Available data:
- - - -

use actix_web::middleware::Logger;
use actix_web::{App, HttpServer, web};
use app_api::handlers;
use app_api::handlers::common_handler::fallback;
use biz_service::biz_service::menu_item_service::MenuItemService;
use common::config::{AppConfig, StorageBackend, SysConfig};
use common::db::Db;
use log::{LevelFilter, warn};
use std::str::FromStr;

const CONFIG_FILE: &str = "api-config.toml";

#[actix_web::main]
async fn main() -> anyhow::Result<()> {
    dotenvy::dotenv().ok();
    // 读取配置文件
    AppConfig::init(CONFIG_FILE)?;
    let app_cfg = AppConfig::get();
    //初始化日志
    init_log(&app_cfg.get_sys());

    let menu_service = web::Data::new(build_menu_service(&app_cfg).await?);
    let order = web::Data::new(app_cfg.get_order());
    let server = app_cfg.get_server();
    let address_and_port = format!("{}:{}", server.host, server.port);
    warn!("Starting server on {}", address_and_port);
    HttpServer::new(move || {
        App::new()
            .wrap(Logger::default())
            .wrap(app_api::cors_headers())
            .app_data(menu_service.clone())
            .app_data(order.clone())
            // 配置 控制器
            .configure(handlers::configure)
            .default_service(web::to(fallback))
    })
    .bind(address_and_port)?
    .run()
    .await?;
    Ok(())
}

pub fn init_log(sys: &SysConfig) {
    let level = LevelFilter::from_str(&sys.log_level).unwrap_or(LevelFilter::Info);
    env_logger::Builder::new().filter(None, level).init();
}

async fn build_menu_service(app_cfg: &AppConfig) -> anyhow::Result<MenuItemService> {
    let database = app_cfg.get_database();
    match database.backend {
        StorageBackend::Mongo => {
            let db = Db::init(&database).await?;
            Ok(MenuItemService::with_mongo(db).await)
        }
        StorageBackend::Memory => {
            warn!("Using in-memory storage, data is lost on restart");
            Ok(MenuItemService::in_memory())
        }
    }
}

- - - -

What is needed:
Every line in the material above that has the word "HttpServer" should be copied.

Task result:
use actix_web::{App, HttpServer, web};
    HttpServer::new(move || {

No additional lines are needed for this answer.